After a guest bartending gig last night, I noticed what I used to assume was an exclusively Bronx/Italian phenomenon in Babylon LI, at a small tavern owned by a Polish Woman.
This bar - as well as the 2 businesses I work for in the Bronx/Westchester area - keep their currency ‘backwards’ in their cash drawers.
In most (American) tills, there are five compartments for coins and five for paper currency. Since I’ve been old enough to have working papers, every retail establishment - with the exception of the three I mentioned above - have had their cash drawers laid-out as follows:Left Compartment: Pennies & Dollar Bills
2nd Compartment: Nickels & Five Dollar Bills
3rd Compartment: Dimes & Ten Dollar Bills
4th Compartment: Quarters & Twenties
Right Compartment: A Melange of Half Dollar / Dollar Coins & Fifty / Hundred Dollar Bills.Don’t ask me where the $2 bills go - it’s not often I have my fingers in the kitty.
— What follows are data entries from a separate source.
//! Open-Meteo current weather provider.
//!
//! `GET {base}/forecast?latitude=..&longitude=..&current=...` returns a
//! `current` object keyed by variable name. Each numeric variable is
//! converted independently: a value that is neither a number nor a numeric
//! string becomes `None` and is reported in the partial outcome instead of
//! failing the fetch.

use std::time::Duration;

use async_trait::async_trait;
use envctx_core::types::weather::OPEN_METEO_PROVIDER;
use envctx_core::{FetchOutcome, ProviderError, WeatherSnapshot};
use serde_json::Value;
use tracing::debug;

use crate::http::{build_client, provider_error};
use crate::traits::WeatherProvider;

/// Public base URL (including the API version prefix).
pub const OPEN_METEO_BASE_URL: &str = "https://api.open-meteo.com/v1";

const CURRENT_VARIABLES: &str = "temperature_2m,precipitation,wind_speed_10m,weather_code";

/// Weather provider backed by the Open-Meteo forecast API.
pub struct OpenMeteoWeatherProvider {
    client: reqwest::Client,
    base_url: String,
}

impl OpenMeteoWeatherProvider {
    /// Create a provider against `base_url` with a per-request timeout.
    pub fn new(base_url: impl Into<String>, timeout: Duration) -> Self {
        Self {
            client: build_client(timeout),
            base_url: base_url.into(),
        }
    }

    async fn fetch(&self, lat: f64, lon: f64) -> Result<(WeatherSnapshot, Vec<String>), ProviderError> {
        let url = format!("{}/forecast", self.base_url.trim_end_matches('/'));
        debug!(%url, lat, lon, "fetching current weather");

        let response = self
            .client
            .get(&url)
            .query(&[
                ("latitude", lat.to_string()),
                ("longitude", lon.to_string()),
                ("current", CURRENT_VARIABLES.to_string()),
            ])
            .send()
            .await
            .map_err(|e| provider_error(OPEN_METEO_PROVIDER, &e))?;

        let status = response.status();
        if !status.is_success() {
            return Err(ProviderError::Status {
                provider: OPEN_METEO_PROVIDER,
                status: status.as_u16(),
            });
        }

        let body: Value = response
            .json()
            .await
            .map_err(|e| provider_error(OPEN_METEO_PROVIDER, &e))?;

        parse_current(&body)
    }
}

/// Convert a forecast response body into a snapshot plus skipped fields.
fn parse_current(body: &Value) -> Result<(WeatherSnapshot, Vec<String>), ProviderError> {
    let Some(root) = body.as_object() else {
        return Err(ProviderError::Decode {
            provider: OPEN_METEO_PROVIDER,
            message: "expected a JSON object".to_string(),
        });
    };

    let mut skipped = Vec::new();
    let empty = serde_json::Map::new();
    let current = match root.get("current") {
        Some(Value::Object(map)) => map,
        Some(Value::Null) | None => {
            skipped.push("current: block missing".to_string());
            &empty
        }
        Some(_) => {
            skipped.push("current: not an object".to_string());
            &empty
        }
    };

    let mut field = |name: &str| {
        let value = current.get(name);
        let number = value.and_then(num_or_none);
        if number.is_none() && value.is_some_and(|v| !v.is_null()) {
            skipped.push(format!("{name}: not a number"));
        }
        number
    };

    let temperature_c = field("temperature_2m");
    let wind_kph = field("wind_speed_10m");
    let precipitation_mm = field("precipitation");
    let summary = field("weather_code").and_then(wmo_summary).map(str::to_string);

    let snapshot = WeatherSnapshot {
        provider: OPEN_METEO_PROVIDER.to_string(),
        temperature_c,
        wind_kph,
        precipitation_mm,
        summary,
    };
    Ok((snapshot, skipped))
}

/// A JSON number, or a string holding one. Everything else is `None`.
pub fn num_or_none(value: &Value) -> Option<f64> {
    match value {
        Value::Number(n) => n.as_f64(),
        Value::String(s) => s.trim().parse::<f64>().ok().filter(|f| f.is_finite()),
        _ => None,
    }
}

/// Short English description of a WMO weather interpretation code.
pub fn wmo_summary(code: f64) -> Option<&'static str> {
    if code.fract() != 0.0 || !(0.0..=99.0).contains(&code) {
        return None;
    }
    #[allow(clippy::cast_possible_truncation, clippy::cast_sign_loss)]
    let summary = match code as u8 {
        0 => "Clear sky",
        1 => "Mainly clear",
        2 => "Partly cloudy",
        3 => "Overcast",
        45 | 48 => "Fog",
        51 | 53 | 55 => "Drizzle",
        56 | 57 => "Freezing drizzle",
        61 | 63 | 65 => "Rain",
        66 | 67 => "Freezing rain",
        71 | 73 | 75 => "Snow fall",
        77 => "Snow grains",
        80..=82 => "Rain showers",
        85 | 86 => "Snow showers",
        95 => "Thunderstorm",
        96 | 99 => "Thunderstorm with hail",
        _ => return None,
    };
    Some(summary)
}

#[async_trait]
impl WeatherProvider for OpenMeteoWeatherProvider {
    fn name(&self) -> &'static str {
        OPEN_METEO_PROVIDER
    }

    async fn current(&self, lat: f64, lon: f64) -> FetchOutcome<WeatherSnapshot> {
        match self.fetch(lat, lon).await {
            Ok((snapshot, skipped)) => FetchOutcome::from_parts(snapshot, skipped),
            Err(err) => FetchOutcome::Failed(err),
        }
    }
}

#[cfg(test)]
mod tests {
    use assert_matches::assert_matches;
    use serde_json::json;
    use wiremock::matchers::{method, path, query_param};
    use wiremock::{Mock, MockServer, ResponseTemplate};

    use super::*;

    fn provider(server: &MockServer) -> OpenMeteoWeatherProvider {
        OpenMeteoWeatherProvider::new(format!("{}/v1", server.uri()), Duration::from_secs(2))
    }

    #[tokio::test]
    async fn parses_current_block() {
        let server = MockServer::start().await;
        Mock::given(method("GET"))
            .and(path("/v1/forecast"))
            .and(query_param("latitude", "49.0069"))
            .and(query_param("longitude", "8.4037"))
            .and(query_param("current", CURRENT_VARIABLES))
            .respond_with(ResponseTemplate::new(200).set_body_json(json!({
                "latitude": 49.0,
                "longitude": 8.4,
                "current": {
                    "time": "2025-03-03T08:00",
                    "interval": 900,
                    "temperature_2m": 7.4,
                    "precipitation": 0.0,
                    "wind_speed_10m": 11.2,
                    "weather_code": 3
                }
            })))
            .mount(&server)
            .await;

        let outcome = provider(&server).current(49.0069, 8.4037).await;
        let snapshot = assert_matches!(outcome, FetchOutcome::Complete(s) => s);
        assert_eq!(snapshot.provider, "open-meteo");
        assert_eq!(snapshot.temperature_c, Some(7.4));
        assert_eq!(snapshot.wind_kph, Some(11.2));
        assert_eq!(snapshot.precipitation_mm, Some(0.0));
        assert_eq!(snapshot.summary.as_deref(), Some("Overcast"));
    }

    #[tokio::test]
    async fn unparseable_field_is_individually_absent() {
        let server = MockServer::start().await;
        Mock::given(method("GET"))
            .and(path("/v1/forecast"))
            .respond_with(ResponseTemplate::new(200).set_body_json(json!({
                "current": {
                    "temperature_2m": "n/a",
                    "precipitation": "0.4",
                    "wind_speed_10m": 5
                }
            })))
            .mount(&server)
            .await;

        let outcome = provider(&server).current(1.0, 2.0).await;
        let (snapshot, skipped) =
            assert_matches!(outcome, FetchOutcome::Partial { value, skipped } => (value, skipped));
        assert_eq!(snapshot.temperature_c, None);
        assert_eq!(snapshot.precipitation_mm, Some(0.4));
        assert_eq!(snapshot.wind_kph, Some(5.0));
        assert_eq!(skipped, vec!["temperature_2m: not a number".to_string()]);
    }

    #[tokio::test]
    async fn http_error_is_failed() {
        let server = MockServer::start().await;
        Mock::given(method("GET"))
            .respond_with(ResponseTemplate::new(429))
            .mount(&server)
            .await;

        let outcome = provider(&server).current(1.0, 2.0).await;
        assert_matches!(
            outcome,
            FetchOutcome::Failed(ProviderError::Status { status: 429, .. })
        );
    }

    #[tokio::test]
    async fn non_json_is_failed() {
        let server = MockServer::start().await;
        Mock::given(method("GET"))
            .respond_with(ResponseTemplate::new(200).set_body_string("oops"))
            .mount(&server)
            .await;

        let outcome = provider(&server).current(1.0, 2.0).await;
        assert_matches!(outcome, FetchOutcome::Failed(ProviderError::Decode { .. }));
    }

    #[test]
    fn missing_current_block_yields_empty_snapshot() {
        let (snapshot, skipped) = parse_current(&json!({"latitude": 1.0})).unwrap();
        assert_eq!(snapshot, WeatherSnapshot::empty(OPEN_METEO_PROVIDER));
        assert_eq!(skipped.len(), 1);
    }

    #[test]
    fn null_fields_are_absent_without_skip() {
        let (snapshot, skipped) =
            parse_current(&json!({"current": {"temperature_2m": null}})).unwrap();
        assert!(snapshot.temperature_c.is_none());
        assert!(skipped.is_empty());
    }

    #[test]
    fn array_body_is_decode_error() {
        assert!(matches!(
            parse_current(&json!([1, 2])),
            Err(ProviderError::Decode { .. })
        ));
    }

    #[test]
    fn num_or_none_cases() {
        assert_eq!(num_or_none(&json!(3)), Some(3.0));
        assert_eq!(num_or_none(&json!(-1.5)), Some(-1.5));
        assert_eq!(num_or_none(&json!(" 2.25 ")), Some(2.25));
        assert_eq!(num_or_none(&json!("NaN")), None);
        assert_eq!(num_or_none(&json!(true)), None);
        assert_eq!(num_or_none(&json!({"v": 1})), None);
        assert_eq!(num_or_none(&Value::Null), None);
    }

    #[test]
    fn wmo_codes() {
        assert_eq!(wmo_summary(0.0), Some("Clear sky"));
        assert_eq!(wmo_summary(63.0), Some("Rain"));
        assert_eq!(wmo_summary(81.0), Some("Rain showers"));
        assert_eq!(wmo_summary(99.0), Some("Thunderstorm with hail"));
        assert_eq!(wmo_summary(4.0), None);
        assert_eq!(wmo_summary(2.5), None);
        assert_eq!(wmo_summary(-1.0), None);
    }
}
Since last night, I’ve been bothered by the fact I’ve now been in 3 places where they keep the cash in their drawers backwards; with the larger denominations on the left and the smaller denominations on the right. I guess I’m lucky; when I counted out the take last night, I balanced - So no one got four $20s change on a $6 drink.
I have one (poll) question: Have you ever worked in a place where they buck the trend and lay their tills out ‘backwards’?
It’s not like these places are managed by East Asians or Middle Easterners - That I could understand.
I’m not calling for a new federal regulation that requires all business establishments to have one standardized way of laying-out their cash drawers.
I guess there is no ‘right’ or ‘wrong’ way - But the xenophobic westerner in me keeps whispering, ‘left to right - in size order’.
Have I found the only 3 places in the entire US that follow the large to the left & small to the right cash drawer layout…or are there others?